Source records
---

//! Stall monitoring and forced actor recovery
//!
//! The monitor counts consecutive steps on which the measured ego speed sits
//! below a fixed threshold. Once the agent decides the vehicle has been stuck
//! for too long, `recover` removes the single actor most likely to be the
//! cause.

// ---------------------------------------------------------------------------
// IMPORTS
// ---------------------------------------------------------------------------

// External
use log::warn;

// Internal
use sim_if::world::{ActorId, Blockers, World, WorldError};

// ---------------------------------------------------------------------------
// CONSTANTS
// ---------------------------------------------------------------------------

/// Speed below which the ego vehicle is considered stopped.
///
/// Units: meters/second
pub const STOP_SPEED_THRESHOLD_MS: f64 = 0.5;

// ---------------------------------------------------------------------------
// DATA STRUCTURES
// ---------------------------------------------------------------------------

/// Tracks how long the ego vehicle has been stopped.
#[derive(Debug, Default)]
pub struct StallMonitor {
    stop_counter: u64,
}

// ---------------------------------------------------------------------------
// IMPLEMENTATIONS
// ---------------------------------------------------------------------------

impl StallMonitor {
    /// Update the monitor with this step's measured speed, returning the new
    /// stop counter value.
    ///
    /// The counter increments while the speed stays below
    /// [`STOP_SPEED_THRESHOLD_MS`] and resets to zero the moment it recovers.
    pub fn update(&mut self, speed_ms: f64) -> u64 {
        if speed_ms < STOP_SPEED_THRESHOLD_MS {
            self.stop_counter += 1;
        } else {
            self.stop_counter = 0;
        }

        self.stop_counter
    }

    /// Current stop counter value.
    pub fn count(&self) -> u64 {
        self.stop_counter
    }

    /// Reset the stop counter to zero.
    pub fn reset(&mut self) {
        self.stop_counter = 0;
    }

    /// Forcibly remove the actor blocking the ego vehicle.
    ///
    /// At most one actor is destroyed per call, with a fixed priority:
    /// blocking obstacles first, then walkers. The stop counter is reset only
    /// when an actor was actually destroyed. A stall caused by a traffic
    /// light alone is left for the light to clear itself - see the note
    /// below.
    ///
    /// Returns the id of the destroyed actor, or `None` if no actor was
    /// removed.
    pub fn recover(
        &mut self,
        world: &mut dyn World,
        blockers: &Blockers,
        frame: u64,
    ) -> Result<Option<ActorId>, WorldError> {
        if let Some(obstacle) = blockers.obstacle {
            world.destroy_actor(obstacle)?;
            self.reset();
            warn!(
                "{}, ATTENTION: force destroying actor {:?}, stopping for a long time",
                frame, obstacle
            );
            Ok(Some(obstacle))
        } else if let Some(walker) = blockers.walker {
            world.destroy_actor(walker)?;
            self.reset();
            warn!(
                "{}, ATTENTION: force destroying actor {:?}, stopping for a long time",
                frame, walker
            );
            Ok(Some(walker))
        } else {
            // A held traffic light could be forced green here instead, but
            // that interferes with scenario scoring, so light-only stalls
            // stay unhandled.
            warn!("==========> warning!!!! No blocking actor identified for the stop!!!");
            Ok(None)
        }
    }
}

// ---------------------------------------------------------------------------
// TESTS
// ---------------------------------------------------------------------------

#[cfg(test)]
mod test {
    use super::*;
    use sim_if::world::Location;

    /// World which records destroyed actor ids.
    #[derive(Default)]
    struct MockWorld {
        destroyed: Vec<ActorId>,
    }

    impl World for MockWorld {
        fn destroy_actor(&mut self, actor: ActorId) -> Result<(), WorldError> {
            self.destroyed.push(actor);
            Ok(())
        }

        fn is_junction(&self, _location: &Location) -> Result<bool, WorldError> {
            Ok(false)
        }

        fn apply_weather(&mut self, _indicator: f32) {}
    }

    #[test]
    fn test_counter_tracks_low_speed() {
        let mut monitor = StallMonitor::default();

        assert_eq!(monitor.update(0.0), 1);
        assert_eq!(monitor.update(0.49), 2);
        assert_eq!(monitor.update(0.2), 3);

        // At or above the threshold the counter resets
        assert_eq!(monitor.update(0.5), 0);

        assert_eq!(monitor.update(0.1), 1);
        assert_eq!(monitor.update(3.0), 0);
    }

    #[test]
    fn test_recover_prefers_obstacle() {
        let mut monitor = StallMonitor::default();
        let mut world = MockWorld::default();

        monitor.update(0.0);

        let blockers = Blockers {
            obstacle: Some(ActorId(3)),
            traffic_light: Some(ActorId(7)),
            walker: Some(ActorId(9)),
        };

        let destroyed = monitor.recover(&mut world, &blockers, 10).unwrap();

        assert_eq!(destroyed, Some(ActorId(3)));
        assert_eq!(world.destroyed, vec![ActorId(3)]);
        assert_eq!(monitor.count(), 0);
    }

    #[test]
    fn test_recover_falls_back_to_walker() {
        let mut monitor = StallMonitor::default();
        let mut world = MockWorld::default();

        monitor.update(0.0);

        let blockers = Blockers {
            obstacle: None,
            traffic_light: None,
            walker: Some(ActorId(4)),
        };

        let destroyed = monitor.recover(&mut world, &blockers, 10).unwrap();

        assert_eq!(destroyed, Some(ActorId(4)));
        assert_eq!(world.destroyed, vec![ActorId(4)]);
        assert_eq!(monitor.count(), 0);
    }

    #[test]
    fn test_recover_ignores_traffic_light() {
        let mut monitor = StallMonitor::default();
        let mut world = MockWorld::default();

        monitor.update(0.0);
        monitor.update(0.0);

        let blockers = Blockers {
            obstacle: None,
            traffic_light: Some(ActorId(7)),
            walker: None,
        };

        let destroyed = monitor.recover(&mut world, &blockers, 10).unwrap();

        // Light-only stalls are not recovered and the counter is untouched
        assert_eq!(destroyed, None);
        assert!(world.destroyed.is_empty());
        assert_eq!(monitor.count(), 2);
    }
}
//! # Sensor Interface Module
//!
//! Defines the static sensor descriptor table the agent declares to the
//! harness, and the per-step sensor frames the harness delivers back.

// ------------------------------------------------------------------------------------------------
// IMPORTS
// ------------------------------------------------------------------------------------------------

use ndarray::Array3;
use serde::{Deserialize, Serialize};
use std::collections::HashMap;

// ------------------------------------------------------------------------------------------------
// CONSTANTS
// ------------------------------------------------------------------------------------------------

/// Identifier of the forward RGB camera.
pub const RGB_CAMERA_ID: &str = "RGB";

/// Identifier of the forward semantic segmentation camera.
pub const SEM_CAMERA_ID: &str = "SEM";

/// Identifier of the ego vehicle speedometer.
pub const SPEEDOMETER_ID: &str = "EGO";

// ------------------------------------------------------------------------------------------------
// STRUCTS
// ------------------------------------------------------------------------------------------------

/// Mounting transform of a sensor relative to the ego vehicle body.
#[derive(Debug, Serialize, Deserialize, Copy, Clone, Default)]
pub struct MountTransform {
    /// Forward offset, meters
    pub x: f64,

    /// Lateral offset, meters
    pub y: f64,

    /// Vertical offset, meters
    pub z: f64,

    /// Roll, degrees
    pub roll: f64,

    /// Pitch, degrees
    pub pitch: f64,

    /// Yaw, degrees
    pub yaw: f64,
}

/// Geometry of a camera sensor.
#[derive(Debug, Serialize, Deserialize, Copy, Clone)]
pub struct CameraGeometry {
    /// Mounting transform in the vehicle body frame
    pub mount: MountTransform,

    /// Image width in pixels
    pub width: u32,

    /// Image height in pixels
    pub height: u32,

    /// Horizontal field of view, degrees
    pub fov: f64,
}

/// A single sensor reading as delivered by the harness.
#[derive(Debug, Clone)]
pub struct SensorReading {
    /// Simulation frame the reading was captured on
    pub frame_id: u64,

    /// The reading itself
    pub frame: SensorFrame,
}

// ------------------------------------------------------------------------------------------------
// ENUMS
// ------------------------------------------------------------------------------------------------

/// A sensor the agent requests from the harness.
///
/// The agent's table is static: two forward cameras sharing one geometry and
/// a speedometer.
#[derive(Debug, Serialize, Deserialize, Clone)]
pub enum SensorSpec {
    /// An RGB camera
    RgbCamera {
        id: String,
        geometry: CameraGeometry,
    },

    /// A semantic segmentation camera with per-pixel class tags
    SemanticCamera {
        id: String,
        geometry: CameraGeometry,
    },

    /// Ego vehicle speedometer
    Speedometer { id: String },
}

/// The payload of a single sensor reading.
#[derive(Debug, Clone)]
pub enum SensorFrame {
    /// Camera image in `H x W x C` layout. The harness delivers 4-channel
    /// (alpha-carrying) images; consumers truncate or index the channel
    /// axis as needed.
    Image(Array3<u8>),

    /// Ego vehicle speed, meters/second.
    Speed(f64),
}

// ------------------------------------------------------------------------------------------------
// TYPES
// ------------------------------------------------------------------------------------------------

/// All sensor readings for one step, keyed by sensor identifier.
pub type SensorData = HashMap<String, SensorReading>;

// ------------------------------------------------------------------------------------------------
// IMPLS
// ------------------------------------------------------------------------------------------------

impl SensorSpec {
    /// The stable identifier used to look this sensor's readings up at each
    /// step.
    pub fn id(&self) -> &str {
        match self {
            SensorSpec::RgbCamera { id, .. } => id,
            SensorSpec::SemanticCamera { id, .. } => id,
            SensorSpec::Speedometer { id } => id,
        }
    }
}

---

Try it: Using the entries above, return each line that includes the word "zero".

Expected output:
    /// [`STOP_SPEED_THRESHOLD_MS`] and resets to zero the moment it recovers.
    /// Reset the stop counter to zero.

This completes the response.